I will always remember this day 6 years ago. I had stayed late Monday night to prep for Convention because Rick was going to California and I didn't need to rush home. The next day I rushed into the office because our student employee, Jenn, was scheduled to come in at 8:15. I flipped on the radio and immediately could hear a different tone in a usually upbeat morning program. Jenn came in and I said, we need to go find a TV. There has been a tragedy.
We walked from Kretzmann to the Union under a clear blue sky trying to make sense of the pieces we knew so far. At the Union, no one seemed to know what we knew. We walked to Alumni Hall where Jenn was an RA and could pull out a big screen TV. We turned it on and tried to begin to pull together the pieces of what was happening.
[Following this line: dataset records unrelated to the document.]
//! Session Scheduling
//!
//! Turns a week's topic breakdown into practice sessions and mock exams.
//! 60% of the weekly budget is practice, split across session types by the
//! phase's session mix.

use serde::{Deserialize, Serialize};

use crate::phase::{session_mix, WeekBreakdown};
use crate::types::{
    MockExam, MockExamType, Phase, PracticeSession, SessionType, TopicAllocation, EPSILON,
    PRACTICE_SHARE,
};

const ADAPTIVE_BASE_ACCURACY: f64 = 0.75;
const ADAPTIVE_WEEKLY_STEP: f64 = 0.01;
const MAX_TARGET_ACCURACY: f64 = 0.95;
const TARGETED_BASE_ACCURACY: f64 = 0.7;
const TARGETED_MASTERY_FACTOR: f64 = 0.2;
const TARGETED_MIN_PRIORITY: f64 = 0.5;
const SECTION_EXAM_TOPICS: usize = 3;

#[derive(Debug, Clone, Default, PartialEq, Serialize, Deserialize)]
#[serde(rename_all = "camelCase")]
pub struct WeekSessions {
    pub practices: Vec<PracticeSession>,
    pub mock_exams: Vec<MockExam>,
}

pub struct SessionScheduler;

impl SessionScheduler {
    pub fn schedule(
        weeks: &[WeekBreakdown],
        total_weeks: u32,
        hours_per_week: u32,
    ) -> Vec<WeekSessions> {
        weeks
            .iter()
            .map(|week| WeekSessions {
                practices: Self::practice_sessions(week, hours_per_week),
                mock_exams: Self::mock_exams(week, total_weeks),
            })
            .collect()
    }

    /// Practice sessions for one week. A week with no topics gets none.
    pub fn practice_sessions(week: &WeekBreakdown, hours_per_week: u32) -> Vec<PracticeSession> {
        if week.topics.is_empty() {
            return Vec::new();
        }
        let practice_hours = PRACTICE_SHARE * hours_per_week as f64;
        let mix = session_mix(week.phase);
        let all_topics: Vec<String> = week.topics.iter().map(|t| t.topic_id.clone()).collect();
        let mut sessions = Vec::new();

        let adaptive_hours = practice_hours * mix.adaptive;
        if adaptive_hours > EPSILON {
            let accuracy = (ADAPTIVE_BASE_ACCURACY + ADAPTIVE_WEEKLY_STEP * week.week_number as f64)
                .min(MAX_TARGET_ACCURACY);
            sessions.push(session(
                SessionType::Adaptive,
                all_topics.clone(),
                adaptive_hours,
                Some(accuracy),
            ));
        }

        let targeted_hours = practice_hours * mix.targeted;
        let eligible: Vec<&TopicAllocation> = week
            .topics
            .iter()
            .filter(|t| t.priority > TARGETED_MIN_PRIORITY)
            .collect();
        if targeted_hours > EPSILON && !eligible.is_empty() {
            let per_topic = targeted_hours / eligible.len() as f64;
            for topic in eligible {
                let accuracy =
                    TARGETED_BASE_ACCURACY + TARGETED_MASTERY_FACTOR * topic.mastery.current;
                sessions.push(session(
                    SessionType::Targeted,
                    vec![topic.topic_id.clone()],
                    per_topic,
                    Some(accuracy),
                ));
            }
        }

        let mixed_hours = practice_hours * mix.mixed;
        if mixed_hours > EPSILON {
            sessions.push(session(SessionType::Mixed, all_topics.clone(), mixed_hours, None));
        }

        let timed_hours = practice_hours * mix.timed;
        if timed_hours > EPSILON {
            sessions.push(session(SessionType::Timed, all_topics, timed_hours, None));
        }

        sessions
    }

    /// Diagnostic in week 1, section exams on even building weeks, full exams
    /// during peak and on even reinforcement weeks, and a final full exam in
    /// the second-to-last week.
    pub fn mock_exams(week: &WeekBreakdown, total_weeks: u32) -> Vec<MockExam> {
        let n = week.week_number;
        let all_topics: Vec<String> = week.topics.iter().map(|t| t.topic_id.clone()).collect();
        let is_final_week = total_weeks >= 2 && n == total_weeks - 1;
        let mut exams = Vec::new();

        if n == 1 {
            exams.push(exam(MockExamType::Diagnostic, false, all_topics.clone()));
        }

        match week.phase {
            Phase::Building if n % 2 == 0 => {
                exams.push(exam(MockExamType::Section, false, top_topics(&week.topics)));
            }
            Phase::Peak if !is_final_week => {
                exams.push(exam(MockExamType::Full, false, all_topics.clone()));
            }
            Phase::Reinforcement if n % 2 == 0 && !is_final_week => {
                exams.push(exam(MockExamType::Full, false, all_topics.clone()));
            }
            _ => {}
        }

        if is_final_week {
            exams.push(exam(MockExamType::Full, true, all_topics));
        }

        exams
    }
}

fn session(
    session_type: SessionType,
    topics: Vec<String>,
    hours: f64,
    target_accuracy: Option<f64>,
) -> PracticeSession {
    PracticeSession {
        session_type,
        topics,
        hours,
        question_count: (hours * session_type.questions_per_hour()).round() as u32,
        target_accuracy,
    }
}

fn exam(exam_type: MockExamType, is_final: bool, topics: Vec<String>) -> MockExam {
    MockExam {
        exam_type,
        is_final,
        duration_minutes: exam_type.duration_minutes(),
        topics,
    }
}

fn top_topics(topics: &[TopicAllocation]) -> Vec<String> {
    let mut ranked: Vec<&TopicAllocation> = topics.iter().collect();
    ranked.sort_by(|a, b| b.priority.total_cmp(&a.priority));
    ranked
        .into_iter()
        .take(SECTION_EXAM_TOPICS)
        .map(|t| t.topic_id.clone())
        .collect()
}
Freshmen, who had only been on campus a couple weeks, were coming down the stairs to be confronted with a group gathered in front of the TV and unspeakable images on screen. We watched the towers crumble, we heard about the pentagon, we prayed for the people on that plane in PA, our blood ran cold.
The rest of the day was foggy. I was in contact with my family, talked to Rick who saw this unfold from a hotel room and ultimately ended up having to drive across country in a rental car with his colleagues to get home, I filled up my tank, I wondered aimlessly around the grocery stocking up on this and that not knowing what the next day, hour, minute would bring.
Then I wondered how everything would get sorted out. I anticipated significant life change. Though life in America has certainly changed, the day-to-day feels the same. We still mourn the casualties of that day and casualties that have have occured since. It is hard not to remember.